I'm using Pacemaker 1.1.13 and Corosync 2.3.4 on Centos7.
I've a problem with Master/Slave resource. There is meta attrs for my resource:
migration-threshold=1
failure-timeout=10s
but when the resource goes down, there is only one attempt to start it. Documentation says that attribute failure-timeout=10s should reset failcount every 10 seconds, but that does not happen, so resource never start.
Do You know anything about this problem? Maybe I'm doing something wrong? I'm sending my 'pcs status' below:
Cluster Name: webcluster
Corosync Nodes:
10.121.100.101 10.121.100.102
Pacemaker Nodes:
pm-node1 pm-node2
Resources:
Master: Services-master
Meta Attrs: failure-timeout=10s
Group: Services
Meta Attrs: migration-threshold=1
Resource: Test (class=ocf provider=scooty type=test)
Operations: start interval=0s timeout=20 (Test-start-interval-0s)
stop interval=0s timeout=20 (Test-stop-interval-0s)
monitor interval=10 role=Master timeout=20 (Test-monitor-interval-10)
monitor interval=11 role=Slave timeout=20 (Test-monitor-interval-11)
Stonith Devices:
Fencing Levels:
Location Constraints:
Ordering Constraints:
Colocation Constraints:
Resources Defaults:
migration-threshold: 1
failure-timeout: 10
Operations Defaults:
No defaults set
Cluster Properties:
cluster-infrastructure: corosync
cluster-name: webcluster
dc-version: 1.1.13-10.el7_2.4-44eb2dd
have-watchdog: false
last-lrm-refresh: 1475145002
no-quorum-policy: ignore
start-failure-is-fatal: false
stonith-enabled: false
Best Answer
Depending on the type of failure,
failure-timeout
might not be enough to clean it up.
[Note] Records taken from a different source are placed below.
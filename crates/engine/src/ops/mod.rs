use std::{collections::BTreeMap, fmt, future::Future, sync::Arc, time::Duration};

use tokio::sync::Mutex;

use crate::{
    Amount, Currency, EngineError, ResultEngine,
    locks::WalletLocks,
    rates::{RateTable, Rates},
    store::{MemoryStore, Store},
};

/// Balances of one wallet after a mutation.
pub type Balances = BTreeMap<Currency, Amount>;

/// Default bound on a whole store transaction.
pub const DEFAULT_STORE_TIMEOUT: Duration = Duration::from_secs(5);

/// Run a block inside a store transaction, committing on success and
/// dropping (rolling back) on error. The whole unit is bounded by the store
/// timeout.
///
/// `lock <wallet id>` serializes the block with other mutations of the same
/// wallet; `catalog` serializes it with other user and category writes. Both
/// locks are taken before the transaction starts.
macro_rules! with_tx {
    ($engine:expr, |$tx:ident| $body:expr) => {{
        let engine: &$crate::Engine = $engine;
        engine
            .run(async {
                let mut $tx = engine.store.begin().await?;
                let result: $crate::ResultEngine<_> = $body;
                let value = result?;
                $tx.commit().await?;
                Ok::<_, $crate::EngineError>(value)
            })
            .await
    }};
    ($engine:expr, lock $wallet_id:expr, |$tx:ident| $body:expr) => {{
        let engine: &$crate::Engine = $engine;
        let wallet_id: uuid::Uuid = $wallet_id;
        engine
            .run(async {
                let _guard = engine.locks.acquire(wallet_id).await;
                let mut $tx = engine.store.begin().await?;
                let result: $crate::ResultEngine<_> = $body;
                let value = result?;
                $tx.commit().await?;
                Ok::<_, $crate::EngineError>(value)
            })
            .await
    }};
    ($engine:expr, catalog, |$tx:ident| $body:expr) => {{
        let engine: &$crate::Engine = $engine;
        engine
            .run(async {
                let _guard = engine.catalog.lock().await;
                let mut $tx = engine.store.begin().await?;
                let result: $crate::ResultEngine<_> = $body;
                let value = result?;
                $tx.commit().await?;
                Ok::<_, $crate::EngineError>(value)
            })
            .await
    }};
}

pub(crate) use with_tx;

mod access;
mod categories;
mod flows;
mod memberships;
mod summary;
mod users;
mod wallets;

pub struct Engine {
    store: Arc<dyn Store>,
    rates: Arc<Rates>,
    locks: WalletLocks,
    /// Serializes writes to the global user and category registries.
    catalog: Mutex<()>,
    store_timeout: Duration,
}

impl fmt::Debug for Engine {
    fn fmt(&self, f: &mut fmt::Formatter<'_>) -> fmt::Result {
        f.debug_struct("Engine")
            .field("rates_version", &self.rates.current().version())
            .field("store_timeout", &self.store_timeout)
            .finish_non_exhaustive()
    }
}

impl Engine {
    /// Return a builder for `Engine`. Help to build the struct.
    pub fn builder() -> EngineBuilder {
        EngineBuilder::default()
    }

    /// The rate table holder the engine converts with.
    #[must_use]
    pub fn rates(&self) -> &Arc<Rates> {
        &self.rates
    }

    /// Bound `work` by the store timeout. A future that runs out of time is
    /// dropped, which rolls back its transaction.
    async fn run<T>(&self, work: impl Future<Output = ResultEngine<T>>) -> ResultEngine<T> {
        match tokio::time::timeout(self.store_timeout, work).await {
            Ok(result) => result,
            Err(_) => {
                tracing::warn!(timeout = ?self.store_timeout, "store operation timed out");
                Err(EngineError::Timeout(self.store_timeout))
            }
        }
    }
}

/// The builder for `Engine`
pub struct EngineBuilder {
    store: Arc<dyn Store>,
    rates: Arc<Rates>,
    store_timeout: Duration,
}

impl Default for EngineBuilder {
    fn default() -> Self {
        Self {
            store: Arc::new(MemoryStore::new()),
            rates: Arc::new(Rates::new(RateTable::reference_only(Currency::USD))),
            store_timeout: DEFAULT_STORE_TIMEOUT,
        }
    }
}

impl EngineBuilder {
    /// Pass the store backend (in memory by default).
    pub fn store(mut self, store: impl Store + 'static) -> EngineBuilder {
        self.store = Arc::new(store);
        self
    }

    /// Share a rate holder with the refresher task.
    pub fn rates(mut self, rates: Arc<Rates>) -> EngineBuilder {
        self.rates = rates;
        self
    }

    pub fn store_timeout(mut self, store_timeout: Duration) -> EngineBuilder {
        self.store_timeout = store_timeout;
        self
    }

    /// Construct `Engine`
    pub fn build(self) -> Engine {
        Engine {
            store: self.store,
            rates: self.rates,
            locks: WalletLocks::default(),
            catalog: Mutex::new(()),
            store_timeout: self.store_timeout,
        }
    }
}
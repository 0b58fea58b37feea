//! Global category registry.
//!
//! Categories are shared by every wallet and unique by name.

use sea_orm::entity::{ActiveValue, prelude::*};
use uuid::Uuid;

use crate::{ResultEngine, util::parse_uuid};

#[derive(Clone, Debug, PartialEq, Eq)]
pub struct Category {
    pub id: Uuid,
    pub name: String,
}

impl Category {
    pub fn new(name: String) -> Self {
        Self {
            id: Uuid::new_v4(),
            name,
        }
    }
}

#[derive(Clone, Debug, PartialEq, DeriveEntityModel)]
#[sea_orm(table_name = "categories")]
pub struct Model {
    #[sea_orm(primary_key, auto_increment = false)]
    pub id: String,
    #[sea_orm(unique)]
    pub name: String,
}

#[derive(Copy, Clone, Debug, EnumIter, DeriveRelation)]
pub enum Relation {}

impl ActiveModelBehavior for ActiveModel {}

impl From<&Category> for ActiveModel {
    fn from(value: &Category) -> Self {
        Self {
            id: ActiveValue::Set(value.id.to_string()),
            name: ActiveValue::Set(value.name.clone()),
        }
    }
}

impl TryFrom<Model> for Category {
    type Error = crate::EngineError;

    fn try_from(model: Model) -> ResultEngine<Self> {
        Ok(Self {
            id: parse_uuid(&model.id, "category")?,
            name: model.name,
        })
    }
}
//! exchangerate-api.com rate source.

use std::{collections::HashMap, str::FromStr};

use async_trait::async_trait;
use engine::{Currency, RateError, RateSource};
use rust_decimal::Decimal;
use serde::Deserialize;

const BASE_URL: &str = "https://v6.exchangerate-api.com/v6";

/// Fetches `latest/{reference}` from exchangerate-api.com.
pub struct ExchangeRateApi {
    client: reqwest::Client,
    url: String,
}

#[derive(Debug, Deserialize)]
struct Latest {
    result: String,
    #[serde(rename = "error-type")]
    error_type: Option<String>,
    /// Units of each currency per one reference unit.
    #[serde(default)]
    conversion_rates: HashMap<String, serde_json::Number>,
}

impl ExchangeRateApi {
    pub fn new(api_key: &str, reference: Currency) -> Self {
        Self {
            client: reqwest::Client::new(),
            url: format!("{BASE_URL}/{api_key}/latest/{reference}"),
        }
    }
}

#[async_trait]
impl RateSource for ExchangeRateApi {
    async fn fetch(&self) -> Result<HashMap<String, Decimal>, RateError> {
        let latest: Latest = self
            .client
            .get(&self.url)
            .send()
            .await
            .and_then(reqwest::Response::error_for_status)
            .map_err(|err| RateError::Source(err.without_url().to_string()))?
            .json()
            .await
            .map_err(|err| RateError::Source(err.without_url().to_string()))?;

        if latest.result != "success" {
            return Err(RateError::Source(
                latest.error_type.unwrap_or(latest.result),
            ));
        }
        invert(latest.conversion_rates)
    }
}

/// Turn "units per reference" into "reference per unit".
fn invert(raw: HashMap<String, serde_json::Number>) -> Result<HashMap<String, Decimal>, RateError> {
    raw.into_iter()
        .map(|(code, number)| {
            let text = number.to_string();
            let rate = Decimal::from_str(&text)
                .or_else(|_| Decimal::from_scientific(&text))
                .map_err(|_| RateError::NonPositive(code.clone()))?;
            if rate <= Decimal::ZERO {
                return Err(RateError::NonPositive(code));
            }
            let value = Decimal::ONE
                .checked_div(rate)
                .ok_or_else(|| RateError::NonPositive(code.clone()))?;
            Ok((code, value))
        })
        .collect()
}

#[cfg(test)]
mod tests {
    use rust_decimal_macros::dec;

    use super::*;

    fn latest(body: &str) -> Latest {
        serde_json::from_str(body).unwrap()
    }

    #[test]
    fn rates_are_inverted() {
        let body = latest(
            r#"{
                "result": "success",
                "base_code": "USD",
                "conversion_rates": { "USD": 1, "EUR": 0.8, "CNY": 7.25 }
            }"#,
        );
        let rates = invert(body.conversion_rates).unwrap();
        assert_eq!(rates["USD"], dec!(1));
        assert_eq!(rates["EUR"], dec!(1.25));
        assert_eq!(rates["CNY"].round_dp(6), dec!(0.137931));
    }

    #[test]
    fn zero_rate_is_rejected() {
        let body = latest(r#"{ "result": "success", "conversion_rates": { "XYZ": 0 } }"#);
        assert_eq!(
            invert(body.conversion_rates).unwrap_err(),
            RateError::NonPositive("XYZ".to_string())
        );
    }

    #[test]
    fn error_responses_carry_the_error_type() {
        let body = latest(r#"{ "result": "error", "error-type": "invalid-key" }"#);
        assert_eq!(body.result, "error");
        assert_eq!(body.error_type.as_deref(), Some("invalid-key"));
        assert!(body.conversion_rates.is_empty());
    }
}
use sea_orm::Database;
use sea_orm_migration::prelude::*;

/// Environment form of the app's `server.database = { sqlite = "..." }`.
const SQLITE_PATH_VAR: &str = "FAMONEY__SERVER__DATABASE__SQLITE";

/// `DATABASE_URL` wins, then the sqlite file the app is configured with.
fn database_url(url: Option<String>, sqlite_path: Option<String>) -> String {
    url.or_else(|| sqlite_path.map(|path| format!("sqlite:{path}?mode=rwc")))
        .unwrap_or_else(|| "sqlite:./famoney.db?mode=rwc".to_string())
}

#[tokio::main]
async fn main() -> Result<(), Box<dyn std::error::Error + Send + Sync>> {
    let mut args = std::env::args().skip(1);
    let cmd = args.next().unwrap_or_else(|| "up".to_string());

    let db_url = database_url(
        std::env::var("DATABASE_URL").ok(),
        std::env::var(SQLITE_PATH_VAR).ok(),
    );

    let db = Database::connect(&db_url).await?;

    match cmd.as_str() {
        "up" => migration::Migrator::up(&db, None).await?,
        "down" => migration::Migrator::down(&db, None).await?,
        "fresh" => migration::Migrator::fresh(&db).await?,
        "status" => {
            migration::Migrator::status(&db).await?;
        }
        _ => {
            eprintln!("Usage: cargo run -p migration -- [up|down|fresh|status]");
            std::process::exit(2);
        }
    }

    Ok(())
}

#[cfg(test)]
mod tests {
    use super::*;

    #[test]
    fn database_url_prefers_explicit_url() {
        let url = database_url(Some("sqlite::memory:".to_string()), Some("a.db".to_string()));
        assert_eq!(url, "sqlite::memory:");
    }

    #[test]
    fn database_url_follows_app_sqlite_setting() {
        assert_eq!(
            database_url(None, Some("/var/lib/famoney.db".to_string())),
            "sqlite:/var/lib/famoney.db?mode=rwc"
        );
        assert_eq!(database_url(None, None), "sqlite:./famoney.db?mode=rwc");
    }
}
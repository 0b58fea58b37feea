//! Category API endpoints. Categories are global, so any logged in user may
//! add or rename them.

use api_types::category::{CategoryInput, CategoryView};
use axum::{
    Json,
    extract::{Path, State},
};
use engine::Category;
use uuid::Uuid;

use crate::{ServerError, server::ServerState};

fn view(category: Category) -> CategoryView {
    CategoryView {
        id: category.id,
        name: category.name,
    }
}

pub async fn list(State(state): State<ServerState>) -> Result<Json<Vec<CategoryView>>, ServerError> {
    let categories = state.engine.categories().await?;
    Ok(Json(categories.into_iter().map(view).collect()))
}

/// Return the category with this name, creating it when missing.
pub async fn category_new(
    State(state): State<ServerState>,
    Json(payload): Json<CategoryInput>,
) -> Result<Json<CategoryView>, ServerError> {
    let category = state.engine.add_category(&payload.name).await?;
    Ok(Json(view(category)))
}

pub async fn rename(
    State(state): State<ServerState>,
    Path(category_id): Path<Uuid>,
    Json(payload): Json<CategoryInput>,
) -> Result<Json<CategoryView>, ServerError> {
    let category = state
        .engine
        .rename_category(category_id, &payload.name)
        .await?;
    Ok(Json(view(category)))
}
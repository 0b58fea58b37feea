//! Internal helpers for model validation and conversion.
//!
//! These utilities are **not** part of the public API. They centralize
//! validation and mapping logic so both store backends and the engine enforce
//! the same rules.

use unicode_normalization::UnicodeNormalization;
use uuid::Uuid;

use crate::{Currency, EngineError, ResultEngine};

/// Trim and NFC-normalize a user supplied name; empty names are rejected.
pub(crate) fn normalize_required_name(value: &str, label: &str) -> ResultEngine<String> {
    let normalized: String = value.trim().nfc().collect();
    if normalized.is_empty() {
        return Err(EngineError::InvalidName(format!(
            "{label} name must not be empty"
        )));
    }
    Ok(normalized)
}

/// Trim a free text field, keeping an empty string when nothing is left.
pub(crate) fn normalize_text(value: &str) -> String {
    value.trim().nfc().collect()
}

/// Parse a UUID from storage and return a labeled error on failure.
pub(crate) fn parse_uuid(value: &str, label: &str) -> ResultEngine<Uuid> {
    Uuid::parse_str(value)
        .map_err(|_| EngineError::KeyNotFound(format!("invalid {label} id")))
}

/// Parse a currency code stored in the DB into a strongly typed `Currency`.
pub(crate) fn model_currency(value: &str) -> ResultEngine<Currency> {
    Currency::try_from(value)
}

#[cfg(test)]
mod tests {
    use super::*;

    #[test]
    fn names_are_trimmed_and_composed() {
        assert_eq!(normalize_required_name("  Food ", "category").unwrap(), "Food");
        // "e" followed by a combining acute accent becomes a single "é".
        assert_eq!(
            normalize_required_name("Cafe\u{301}", "category").unwrap(),
            "Caf\u{e9}"
        );
    }

    #[test]
    fn empty_names_are_rejected() {
        assert_eq!(
            normalize_required_name(" \t", "wallet"),
            Err(EngineError::InvalidName(
                "wallet name must not be empty".to_string()
            ))
        );
    }
}
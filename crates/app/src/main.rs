use std::{sync::Arc, time::Duration};

use clap::Parser;
use engine::{
    Currency, Engine, RateTable, Rates,
    store::{MemoryStore, SeaStore},
};
use migration::{Migrator, MigratorTrait};
use settings::Database;

mod rates;
mod settings;

#[derive(Parser, Debug)]
#[command(name = "famoney")]
#[command(about = "Shared multi-currency wallets")]
struct Cli {
    /// Settings file, extension optional (also read from `FAMONEY_CONFIG`).
    #[arg(long, env = "FAMONEY_CONFIG", default_value = "settings")]
    config: String,
}

#[tokio::main]
async fn main() -> Result<(), Box<dyn std::error::Error + Send + Sync>> {
    let cli = Cli::parse();
    let settings = settings::Settings::new(&cli.config)?;
    let mut tasks = tokio::task::JoinSet::new();

    tracing_subscriber::fmt()
        .with_env_filter(format!(
            "famoney={level},server={level},engine={level}",
            level = settings.app.level
        ))
        .init();

    let reference: Currency = settings.rates.reference.parse()?;
    let default_base: Currency = settings.server.default_base.parse()?;
    let rates = Arc::new(Rates::new(RateTable::reference_only(reference)));

    match settings.rates.api_key.as_deref() {
        Some(api_key) => {
            tracing::info!(%reference, hours = settings.rates.refresh_hours, "Found rates settings...");
            let source = Arc::new(rates::ExchangeRateApi::new(api_key, reference));
            let every = refresh_interval(settings.rates.refresh_hours);
            tasks.spawn(engine::rates::run_refresher(rates.clone(), source, every));
        }
        None => tracing::warn!("no rates api key, only {reference} is known"),
    }

    let builder = Engine::builder()
        .rates(rates)
        .store_timeout(Duration::from_millis(settings.engine.store_timeout_ms));
    let engine = match &settings.server.database {
        Database::Memory => builder.store(MemoryStore::new()).build(),
        Database::Sqlite(path) => builder.store(SeaStore::new(parse_database(path).await?)).build(),
    };

    let addr = format!("{}:{}", settings.server.bind, settings.server.port);
    let listener = tokio::net::TcpListener::bind(addr).await?;
    let state = server::ServerState::new(Arc::new(engine), default_base);
    tasks.spawn(async move {
        if let Err(err) = server::run_with_listener(state, listener).await {
            tracing::error!("server failed: {err}");
        }
    });

    while tasks.join_next().await.is_some() {
        tasks.shutdown().await;
    }

    Ok(())
}

/// Period of the rate refresher; at least one hour.
fn refresh_interval(hours: u64) -> Duration {
    Duration::from_secs(hours.max(1).saturating_mul(3600))
}

async fn parse_database(
    path: &str,
) -> Result<sea_orm::DatabaseConnection, Box<dyn std::error::Error + Send + Sync>> {
    let database = sea_orm::Database::connect(format!("sqlite:{path}?mode=rwc")).await?;
    Migrator::up(&database, None).await?;
    tracing::info!(path, "database ready");
    Ok(database)
}

#[cfg(test)]
mod tests {
    use super::*;

    #[test]
    fn refresh_interval_is_clamped() {
        assert_eq!(refresh_interval(0), Duration::from_secs(3600));
        assert_eq!(refresh_interval(12), Duration::from_secs(12 * 3600));
        assert_eq!(refresh_interval(u64::MAX), Duration::from_secs(u64::MAX));
    }
}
Start and Stop operation failures are considered "fatal" and will not be automatically cleaned up by failure-timeout.If you're having issues with a start operation failing, you can set the cluster property
start-failure-is-fatal=false
. Fencing/STONITH devices are the only way to recover from a stop failure.Hope that helps.